Personal information
- Full name: Nicholas Wilton
- Date of birth: 24 February 1958 (age 67)
- Original team(s): Old Xaverians
- Height: 192 cm (6 ft 4 in)
- Weight: 86 kg (190 lb)
- Position(s): Key-position

Playing career^{1}
- Years: Club / Games (Goals)
- 1978–1981: Hawthorn / 13 (7)
- ^{1} Playing statistics correct to the end of 1981.

= Nick Wilton (footballer) =

Australian rules footballer

Nicholas Wilton (born 24 February 1958) is a former Australian rules footballer who played with Hawthorn in the Victorian Football League (VFL).

==Biography==
Wilton, the son of a diplomat, spent much of his teenage life living in London. Although he boarded at Xavier College in Kew, inside Hawthorn's zone, as his residence was in London he was not affected by zoning. As a result, both Melbourne and St Kilda tried to recruit him to their clubs, in addition to Hawthorn. Wilton was playing at this time for Old Xaverians in VAFA. In the end he opted for Hawthorn, as they were the more dominant side of that era.

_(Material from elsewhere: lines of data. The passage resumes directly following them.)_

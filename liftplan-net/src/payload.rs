//! Wire payload types for the program persistence API.
//!
//! Create bodies nest the full workout/exercise/set tree; update bodies
//! additionally split workouts into `workoutsToInsert` and
//! `workoutsToUpdate`, routed solely by whether each workout's id is
//! server-assigned.

use serde::{Deserialize, Serialize};

use liftplan_types::state::exercise::metric;
use liftplan_types::{EntityId, Exercise, Program, Set, Workout};

#[derive(Debug, Clone, PartialEq, Serialize)]
pub struct CreateSet {
    #[serde(with = "metric")]
    pub reps: Option<f64>,
    #[serde(with = "metric")]
    pub weight: Option<f64>,
    pub order: u32,
}

#[derive(Debug, Clone, PartialEq, Serialize)]
pub struct CreateExercise {
    pub catalog_exercise_id: EntityId,
    pub order: u32,
    pub sets: Vec<CreateSet>,
}

#[derive(Debug, Clone, PartialEq, Serialize)]
pub struct CreateWorkout {
    pub id: EntityId,
    pub name: String,
    pub order: u32,
    pub exercises: Vec<CreateExercise>,
}

/// Body for `POST /api/programs`.
#[derive(Debug, Clone, Serialize)]
pub struct CreateProgramBody<'a> {
    #[serde(flatten)]
    pub program: &'a Program,
    pub workouts: Vec<CreateWorkout>,
}

impl<'a> CreateProgramBody<'a> {
    pub fn new(program: &'a Program, workouts: &[Workout]) -> Self {
        Self {
            program,
            workouts: workouts.iter().map(CreateWorkout::from_workout).collect(),
        }
    }
}

impl CreateWorkout {
    fn from_workout(workout: &Workout) -> Self {
        Self {
            id: workout.id.clone(),
            name: workout.name.clone(),
            order: 1,
            exercises: workout
                .exercises
                .iter()
                .map(CreateExercise::from_exercise)
                .collect(),
        }
    }
}

impl CreateExercise {
    fn from_exercise(exercise: &Exercise) -> Self {
        Self {
            // Exercises added straight from a catalog row may carry the
            // catalog id in their instance id.
            catalog_exercise_id: exercise
                .catalog_exercise_id
                .clone()
                .unwrap_or_else(|| exercise.id.clone()),
            order: exercise.order.max(1),
            sets: exercise
                .sets
                .iter()
                .enumerate()
                .map(|(index, set)| CreateSet::from_set(set, index))
                .collect(),
        }
    }
}

impl CreateSet {
    fn from_set(set: &Set, index: usize) -> Self {
        Self {
            reps: set.reps,
            weight: set.weight,
            order: if set.order == 0 {
                index as u32 + 1
            } else {
                set.order
            },
        }
    }
}

/// Body for `PUT /api/programs/{id}`: the full program plus the
/// insert/update routing lists.
#[derive(Debug, Serialize)]
#[serde(rename_all = "camelCase")]
pub struct UpdateProgramBody<'a> {
    #[serde(flatten)]
    pub program: &'a Program,
    pub workouts: &'a [Workout],
    pub workouts_to_insert: Vec<&'a Workout>,
    pub workouts_to_update: Vec<&'a Workout>,
}

impl<'a> UpdateProgramBody<'a> {
    pub fn new(program: &'a Program, workouts: &'a [Workout]) -> Self {
        let (workouts_to_update, workouts_to_insert): (Vec<&Workout>, Vec<&Workout>) =
            workouts.iter().partition(|w| w.id.is_persisted());
        Self {
            program,
            workouts,
            workouts_to_insert,
            workouts_to_update,
        }
    }
}

/// A saved program as returned by the gateway: program fields at the top
/// level with the workout tree embedded.
#[derive(Debug, Clone, PartialEq, Deserialize)]
pub struct SavedProgram {
    #[serde(flatten)]
    pub program: Program,
    #[serde(default)]
    pub workouts: Vec<Workout>,
}
//! The state store: an explicitly constructed instance with a
//! `new`/`dispatch`/`subscribe`/`teardown` lifecycle, injected into the
//! embedding layer rather than reachable as a global singleton.
//!
//! Dispatch is synchronous and runs to completion before the next action
//! is processed; remote persistence never holds a lock over the store
//! (see `liftplan-net::sync`).

use log::error;
use serde_json::Value;

use liftplan_types::reduce::reduce;
use liftplan_types::{
    Action, EntityId, ExerciseAction, Program, ProgramAction, ProgramState, ReduceError, Workout,
};

use crate::normalize::standardize_exercise;

/// Handle returned by [`Store::subscribe`], used to unsubscribe.
#[derive(Debug, Clone, Copy, PartialEq, Eq, Hash)]
pub struct SubscriptionId(u64);

type Subscriber = Box<dyn FnMut(&ProgramState)>;

pub struct Store {
    state: ProgramState,
    subscribers: Vec<(SubscriptionId, Subscriber)>,
    next_subscription: u64,
}

impl Default for Store {
    fn default() -> Self {
        Self::new()
    }
}

impl Store {
    pub fn new() -> Self {
        Self {
            state: ProgramState::default(),
            subscribers: Vec::new(),
            next_subscription: 0,
        }
    }

    /// The current state. Callers needing a durable snapshot should
    /// [`Store::snapshot`] it; dispatches replace the value wholesale.
    pub fn state(&self) -> &ProgramState {
        &self.state
    }

    pub fn snapshot(&self) -> ProgramState {
        self.state.clone()
    }

    /// Run an action through the reducer. On success the new state
    /// replaces the old and subscribers are notified; on rejection the
    /// error is logged and the store keeps its last valid state.
    pub fn dispatch(&mut self, action: Action) -> Result<(), ReduceError> {
        match reduce(&self.state, &action) {
            Ok(next) => {
                self.state = next;
                for (_, subscriber) in &mut self.subscribers {
                    subscriber(&self.state);
                }
                Ok(())
            }
            Err(err) => {
                error!("dispatch rejected: {}", err);
                Err(err)
            }
        }
    }

    /// Register a callback invoked after every successful dispatch.
    pub fn subscribe(&mut self, subscriber: impl FnMut(&ProgramState) + 'static) -> SubscriptionId {
        let id = SubscriptionId(self.next_subscription);
        self.next_subscription += 1;
        self.subscribers.push((id, Box::new(subscriber)));
        id
    }

    pub fn unsubscribe(&mut self, id: SubscriptionId) {
        self.subscribers.retain(|(sid, _)| *sid != id);
    }

    /// Drop all subscribers and reset to the empty state.
    pub fn teardown(&mut self) {
        self.subscribers.clear();
        self.state = ProgramState::default();
    }

    // ------------------------------------------------------------------
    // Convenience entry points for the edit flow
    // ------------------------------------------------------------------

    /// Start a fresh program: one generated program id, one empty
    /// "Workout 1", no active selection.
    pub fn initialize_new_program(&mut self, user_id: Option<i64>) {
        let program = Program {
            user_id,
            name: "Program 1".into(),
            ..Program::default()
        };
        let workout = Workout::empty(program.id.clone(), "Workout 1");
        // InitializeNew never rejects
        let _ = self.dispatch(Action::Program(ProgramAction::InitializeNew {
            program,
            workouts: vec![workout],
            active_workout: None,
        }));
    }

    /// Load an existing program for editing. The first workout becomes
    /// active, or none when the list is empty.
    pub fn initialize_edit_program(&mut self, program: Program, workouts: Vec<Workout>) {
        let active_workout = workouts.first().map(|w| w.id.clone());
        let _ = self.dispatch(Action::Program(ProgramAction::InitializeEdit {
            program,
            workouts,
            active_workout,
        }));
    }

    /// Validate and standardize a raw exercise payload, then dispatch
    /// `Exercise::Add` for the given workout. Rejects payloads that are
    /// not a JSON array before anything reaches the reducer.
    pub fn add_raw_exercises(
        &mut self,
        workout_id: EntityId,
        raw: &Value,
    ) -> Result<(), ReduceError> {
        let Some(entries) = raw.as_array() else {
            let err = ReduceError::InvalidPayload("exercises payload is not a list".into());
            error!("{}", err);
            return Err(err);
        };
        let exercises = entries
            .iter()
            .filter_map(standardize_exercise)
            .map(|mut exercise| {
                // Each added instance gets its own id; raw catalog rows
                // carry their catalog id in `id`.
                let raw_id = std::mem::replace(&mut exercise.id, EntityId::fresh());
                if exercise.catalog_exercise_id.is_none() {
                    exercise.catalog_exercise_id = Some(raw_id);
                }
                exercise
            })
            .collect();
        self.dispatch(Action::Exercise(ExerciseAction::Add {
            workout_id,
            exercises,
        }))
    }
}

#[cfg(test)]
mod tests {
    use super::*;
    use serde_json::json;
    use std::cell::Cell;
    use std::rc::Rc;

    use liftplan_types::WorkoutAction;

    #[test]
    fn initialize_new_creates_one_empty_workout() {
        let mut store = Store::new();
        store.initialize_new_program(Some(2));
        let state = store.state();
        assert_eq!(state.program.name, "Program 1");
        assert_eq!(state.program.user_id, Some(2));
        assert_eq!(state.workout.workouts.len(), 1);
        assert_eq!(state.workout.workouts[0].name, "Workout 1");
        assert_eq!(state.workout.active_workout, None);
    }

    #[test]
    fn initialize_edit_activates_the_first_workout() {
        let mut store = Store::new();
        let program = Program::default();
        let workouts = vec![
            Workout::empty(program.id.clone(), "Push"),
            Workout::empty(program.id.clone(), "Pull"),
        ];
        let first = workouts[0].id.clone();
        store.initialize_edit_program(program, workouts);
        assert_eq!(store.state().workout.active_workout, Some(first));
    }

    #[test]
    fn initialize_edit_with_no_workouts_leaves_selection_empty() {
        let mut store = Store::new();
        store.initialize_edit_program(Program::default(), Vec::new());
        assert_eq!(store.state().workout.active_workout, None);
    }

    #[test]
    fn add_raw_exercises_rejects_non_array_payload() {
        let mut store = Store::new();
        store.initialize_new_program(None);
        let before = store.snapshot();
        let workout_id = store.state().workout.workouts[0].id.clone();
        let err = store
            .add_raw_exercises(workout_id, &json!({"not": "a list"}))
            .unwrap_err();
        assert!(matches!(err, ReduceError::InvalidPayload(_)));
        assert_eq!(store.state(), &before);
    }

    #[test]
    fn add_raw_exercises_maps_catalog_rows() {
        let mut store = Store::new();
        store.initialize_new_program(None);
        let workout_id = store.state().workout.workouts[0].id.clone();
        store
            .dispatch(Action::Workout(WorkoutAction::SetActive(Some(
                workout_id.clone(),
            ))))
            .unwrap();

        // A catalog row: its `id` is the catalog exercise id.
        store
            .add_raw_exercises(
                workout_id.clone(),
                &json!([{"id": 7, "name": "Bench Press", "muscle": "chest"}]),
            )
            .unwrap();

        let workout = store.state().workout_by_id(&workout_id).unwrap();
        let ex = &workout.exercises[0];
        assert_eq!(ex.catalog_exercise_id, Some(EntityId::Persisted(7)));
        assert!(!ex.id.is_persisted());
        assert_eq!(ex.order, 1);
    }

    #[test]
    fn rejected_dispatch_keeps_last_valid_state() {
        let mut store = Store::new();
        store.initialize_new_program(None);
        let before = store.snapshot();
        let err = store.dispatch(Action::Exercise(ExerciseAction::Remove {
            workout_id: EntityId::from("not-active"),
            exercise_id: EntityId::from("x"),
        }));
        assert!(err.is_err());
        assert_eq!(store.state(), &before);
    }

    #[test]
    fn subscribers_fire_on_success_only() {
        let mut store = Store::new();
        let count = Rc::new(Cell::new(0));
        let seen = count.clone();
        let id = store.subscribe(move |_| seen.set(seen.get() + 1));

        store.initialize_new_program(None);
        assert_eq!(count.get(), 1);

        // Rejected dispatch must not notify.
        let _ = store.dispatch(Action::Exercise(ExerciseAction::Remove {
            workout_id: EntityId::from("ghost"),
            exercise_id: EntityId::from("x"),
        }));
        assert_eq!(count.get(), 1);

        store.unsubscribe(id);
        store.initialize_new_program(None);
        assert_eq!(count.get(), 1);
    }

    #[test]
    fn teardown_resets_state_and_drops_subscribers() {
        let mut store = Store::new();
        store.initialize_new_program(None);
        store.subscribe(|_| {});
        store.teardown();
        assert!(store.state().workout.workouts.is_empty());
        store.initialize_new_program(None); // no subscriber panic, state works
        assert_eq!(store.state().workout.workouts.len(), 1);
    }
}
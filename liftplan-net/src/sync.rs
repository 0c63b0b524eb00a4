//! Background save worker.
//!
//! Remote persistence follows a fire, await, dispatch-on-completion
//! pattern: the caller dispatches its optimistic local edit synchronously,
//! hands the save to a background thread here, and pumps completed
//! outcomes back into the store as exactly one follow-up action each.
//! There is no cancellation and no dedup of in-flight requests; when two
//! saves race, the later completion wins at the dispatch layer.

use std::sync::mpsc::{channel, Receiver, Sender};
use std::thread;

use log::error;

use liftplan_types::{
    Action, EntityId, Program, ProgramAction, RemoteFailure, RemoteOp, Workout,
};

use crate::gateway::ProgramGateway;

/// Completion of one remote operation.
#[derive(Debug, Clone)]
pub enum SaveOutcome {
    Created {
        program: Program,
        workouts: Vec<Workout>,
    },
    Updated {
        program: Program,
        workouts: Vec<Workout>,
    },
    Deleted {
        program_id: EntityId,
    },
    Failed {
        op: RemoteOp,
        message: String,
    },
}

impl SaveOutcome {
    /// The single follow-up action for this outcome. Successful saves
    /// refresh the store from the server's view; failures are recorded
    /// for display; a completed delete needs no state change.
    ///
    /// `active_workout` is the selection to keep after a refresh,
    /// normally the one current at pump time.
    pub fn into_action(self, active_workout: Option<EntityId>) -> Option<Action> {
        match self {
            Self::Created { program, workouts } | Self::Updated { program, workouts } => {
                Some(Action::Program(ProgramAction::UpdateFromServer {
                    program,
                    workouts,
                    active_workout,
                }))
            }
            Self::Deleted { .. } => None,
            Self::Failed { op, message } => Some(Action::Program(ProgramAction::RecordFailure(
                RemoteFailure { op, message },
            ))),
        }
    }
}

/// Owns the completion channel and spawns one thread per remote
/// operation. The embedder calls [`SaveWorker::try_recv`] from its event
/// loop and dispatches the resulting actions.
pub struct SaveWorker {
    base_url: String,
    tx: Sender<SaveOutcome>,
    rx: Receiver<SaveOutcome>,
}

impl SaveWorker {
    pub fn new(base_url: impl Into<String>) -> Self {
        let (tx, rx) = channel();
        Self {
            base_url: base_url.into(),
            tx,
            rx,
        }
    }

    /// Next completed outcome, if any. Never blocks.
    pub fn try_recv(&self) -> Option<SaveOutcome> {
        self.rx.try_recv().ok()
    }

    pub fn spawn_create(&self, program: Program, workouts: Vec<Workout>) {
        let tx = self.tx.clone();
        let base_url = self.base_url.clone();
        thread::spawn(move || {
            let gateway = ProgramGateway::new(base_url);
            let outcome = match gateway.create_program(&program, &workouts) {
                Ok(saved) => SaveOutcome::Created {
                    program: saved.program,
                    workouts: saved.workouts,
                },
                Err(err) => {
                    error!("failed to save program: {}", err);
                    SaveOutcome::Failed {
                        op: RemoteOp::Create,
                        message: err.to_string(),
                    }
                }
            };
            let _ = tx.send(outcome);
        });
    }

    pub fn spawn_update(&self, program: Program, workouts: Vec<Workout>) {
        let tx = self.tx.clone();
        let base_url = self.base_url.clone();
        thread::spawn(move || {
            let gateway = ProgramGateway::new(base_url);
            // The update endpoint returns no body to rely on; echo the
            // submitted tree as the post-save view.
            let outcome = match gateway.update_program(&program, &workouts) {
                Ok(()) => SaveOutcome::Updated { program, workouts },
                Err(err) => {
                    error!("failed to update program: {}", err);
                    SaveOutcome::Failed {
                        op: RemoteOp::Update,
                        message: err.to_string(),
                    }
                }
            };
            let _ = tx.send(outcome);
        });
    }

    pub fn spawn_delete(&self, program_id: EntityId) {
        let tx = self.tx.clone();
        let base_url = self.base_url.clone();
        thread::spawn(move || {
            let gateway = ProgramGateway::new(base_url);
            let outcome = match gateway.delete_program(&program_id) {
                Ok(()) => SaveOutcome::Deleted { program_id },
                Err(err) => {
                    error!("failed to delete program: {}", err);
                    SaveOutcome::Failed {
                        op: RemoteOp::Delete,
                        message: err.to_string(),
                    }
                }
            };
            let _ = tx.send(outcome);
        });
    }
}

A key-position player, Wilton started at Hawthorn in the 1978 VFL season, a premiership winning year. He debuted in Hawthorn's round nine win over St Kilda at Moorabbin Oval, his only senior appearance for the season. In 1979 he played nine games for Hawthorn in a season that was interrupted by a knee injury, which required an operation. Following a knee reconstruction, Wilton returned late in the 1980 season to play two games.

During his time at Hawthorn, Wilton was also a medical student, which by 1981 was proving too difficult a combination. In his fifth year, he was required as part of his studies to live in a hospital and work long shifts. He had to swap shifts with other students in order to attend training. In the 1981 VFL season he played just one senior game for Hawthorn. He was advised by the Dean of Medicine that he would have to give up football if he wanted to continue and he made the decision to retire from the VFL.

In 1983 he returned to Old Xaverians and spent five seasons at the club. He finished second in the Woodrow Medal in 1984.

Wilton now works as a radiologist in Melbourne.